Equally, it is much better practise to generate random test data and then check that the output is of the correct format, with approximately correct values, than to test with hard coded trivial examples. For example, rather than testing each cell volume, test that their sum is within 1% of the expected value (which is entirely possible with random-length random-value data.)

Checking that keys are present is enough, we don't need to verify every type of value (although making sure they're within valid ranges would be good, e.g. within the system box.) We should also, eg, test that there are the correct number of cells, but not every value in every cell.

I'm not sure if you've done this, but you should also run expected error cases, and check that the code throws the appropriate exception (I believe a VoroPlusPlusError is defined somewhere.) This is actually very important, as some inputs may cause segfaults if there is an error in what the python code passes to C++.

wackywendell commented 9 years ago

Could you please remove anywhere where floats are compared for equality with a constant

Those are already covered by AssertAlmostEqual, which is provided by the unittest module for exactly this reason.

it is much better practise to generate random test data

Hm, that's interesting; I'd always been taught not to use random data - maybe randomly generated once, but not randomly each time - because with random data, you might end up with a bug that appears to be a Heisenbug, not appearing on the initial commit that introduced, maybe not appearing for 100 commits, and breaking a build somewhere down the line with no particular connection to that particular build.

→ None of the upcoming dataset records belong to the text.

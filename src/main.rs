use k8scc::cancel;
use k8scc::cluster::KubeClusterClient;
use k8scc::config::K8sccConfig;
use k8scc::fs::RealFileSystem;
use k8scc::orchestrator::Orchestrator;
use k8scc::util::logging;
use std::path::{Path, PathBuf};
use std::process::ExitCode;
use std::sync::Arc;

/// Selects a phase by matching the basename of argv[0] or argv[1] against
/// the known procedure names, mirroring the original's
/// `getProcedureFromArg`. Returns the index of the matched argument
/// alongside the phase, since the two matches consume a different number
/// of leading argv slots: basename-dispatch (argv[0]) leaves all of
/// argv[1..] as positional phase arguments, while bare-positional dispatch
/// (argv[1]) consumes that slot as the keyword and leaves argv[2..].
fn select_phase(args: &[String]) -> Option<(&'static str, usize)> {
    const PHASES: &[&str] = &["detect", "build", "release", "run"];
    for (index, arg) in args.iter().take(2).enumerate() {
        let base = Path::new(arg)
            .file_name()
            .and_then(|n| n.to_str())
            .unwrap_or(arg);
        if let Some(phase) = PHASES.iter().find(|p| **p == base) {
            return Some((phase, index));
        }
    }
    None
}

#[tokio::main]
async fn main() -> ExitCode {
    logging::init_from_env();

    let args: Vec<String> = std::env::args().collect();
    let Some((phase, matched_index)) = select_phase(&args) else {
        eprintln!(
            "please pass one of the following values as the first argument \
             or set it as the name of the executable: detect, build, release, run"
        );
        return ExitCode::FAILURE;
    };

    let cfg_path = std::env::var("K8SCC_CFGFILE").unwrap_or_else(|_| "k8scc.yaml".to_string());
    let config = match K8sccConfig::load(Path::new(&cfg_path)) {
        Ok(config) => config,
        Err(err) => {
            tracing::error!(error = %err, path = %cfg_path, "loading configuration");
            return ExitCode::FAILURE;
        }
    };

    let hostname = match std::env::var("HOSTNAME") {
        Ok(h) if !h.is_empty() => h,
        _ => match std::fs::read_to_string("/etc/hostname") {
            Ok(h) => h.trim().to_string(),
            Err(err) => {
                tracing::error!(error = %err, "determining hostname");
                return ExitCode::FAILURE;
            }
        },
    };

    let cluster = match KubeClusterClient::new(&config.namespace).await {
        Ok(client) => Arc::new(client),
        Err(err) => {
            tracing::error!(error = %err, "constructing kubernetes client");
            return ExitCode::FAILURE;
        }
    };

    let orchestrator = Orchestrator::new(config, hostname, Arc::new(RealFileSystem::new()), cluster);
    let cancellation = cancel::install_signal_handler();

    // argv[0]-basename dispatch leaves all of argv[1..] as positional args;
    // bare-positional dispatch (argv[1] is the phase keyword) leaves argv[2..].
    let positional: Vec<PathBuf> = args.iter().skip(matched_index + 1).map(PathBuf::from).collect();

    let result = match phase {
        "detect" => {
            if positional.len() != 2 {
                eprintln!("usage: detect src-dir md-dir");
                return ExitCode::FAILURE;
            }
            orchestrator.detect(&positional[1])
        }
        "build" => {
            if positional.len() != 3 {
                eprintln!("usage: build src-dir md-dir out-dir");
                return ExitCode::FAILURE;
            }
            orchestrator
                .build(&positional[0], &positional[1], &positional[2], cancellation)
                .await
        }
        "release" => {
            if positional.len() != 2 {
                eprintln!("usage: release bld-dir out-dir");
                return ExitCode::FAILURE;
            }
            orchestrator.release(&positional[0], &positional[1])
        }
        "run" => {
            if positional.len() != 2 {
                eprintln!("usage: run out-dir md-dir");
                return ExitCode::FAILURE;
            }
            orchestrator
                .run(&positional[0], &positional[1], cancellation)
                .await
        }
        _ => unreachable!("select_phase only returns known phases"),
    };

    match result {
        Ok(()) => ExitCode::SUCCESS,
        Err(err) => {
            tracing::error!(error = ?err, phase = %phase, "phase failed");
            ExitCode::FAILURE
        }
    }
}

#[cfg(test)]
mod tests {
    use super::*;

    #[test]
    fn select_phase_matches_bare_argument() {
        let args = vec!["k8scc".to_string(), "detect".to_string()];
        assert_eq!(select_phase(&args), Some(("detect", 1)));
    }

    #[test]
    fn select_phase_matches_basename_of_argv0() {
        let args = vec!["/usr/local/bin/build".to_string()];
        assert_eq!(select_phase(&args), Some(("build", 0)));
    }

    #[test]
    fn select_phase_returns_none_for_unknown_invocation() {
        let args = vec!["k8scc".to_string(), "bogus".to_string()];
        assert_eq!(select_phase(&args), None);
    }
}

you should also run expected error cases, and check that the code throws the appropriate exception

Yes, that's not a bad idea. However, looking at the code, VoronoiPlusPlusError is only raised when "number of cells found was not equal to the number of particles"; I'm not exactly sure what would trigger that. Do you know? Other than that, what are appropriate exceptions for the wrong input? I can't find any documentation of that.

Also, I understand why you're asking for unit tests - they are definitely good to have - but I find your exacting standards a bit surprising considering that this project doesn't have a single one at the moment. Do you think that the small number of changes I've added are more detrimental to the project than the combination of Python 3 support and the unit tests I've added?

wackywendell commented 9 years ago

Also, I'd like to mention that compiling the .h, .cpp, and .pyx files by necessity results in exactly the same behavior under Python 2 as under Python 3; .pyx files are written in the "Cython" language which uses Python 2 syntax.

joe-jordan commented 9 years ago

Apologies, I want to make sure that there are no behaviour differences between pythons 2 and 3, which means testing quite a lot.

My exacting standards are why I've not yet got around to writing unit tests! (that, and the fact that a large portion of the codebase wasn't mine, and I wanted to test that too.) Let's forget them for now, mostly.

Can we generate 5 sets of static random data, rather than 1? I think that's the best of both worlds for now, and should be doable with a little refactoring. You raise a very good point about unfindable bugs.

To force a VoronoiPlusPlusError, just run a tessellation with a point outside the box. The original C++ just gives you less cells in this case, but because I want the cells to come out in the same order that the points went in, I disallow that result.

Thanks, I think we're nearly there :)

joe-jordan commented 9 years ago

Oh, re: Cython, are you sure? Might Cython not use preprocessor flags to swap out different code for python 2 and 3? It can see that data at compile time.

wackywendell commented 9 years ago

Hi, I just thought I'd let you know that I decided to go back to working on my own bindings, tess. Its a bit of a different interface, using Python classes instead of a dict, with some more methods from voro++ tacked on and a couple other things too. Anyways, just thought I'd let you know!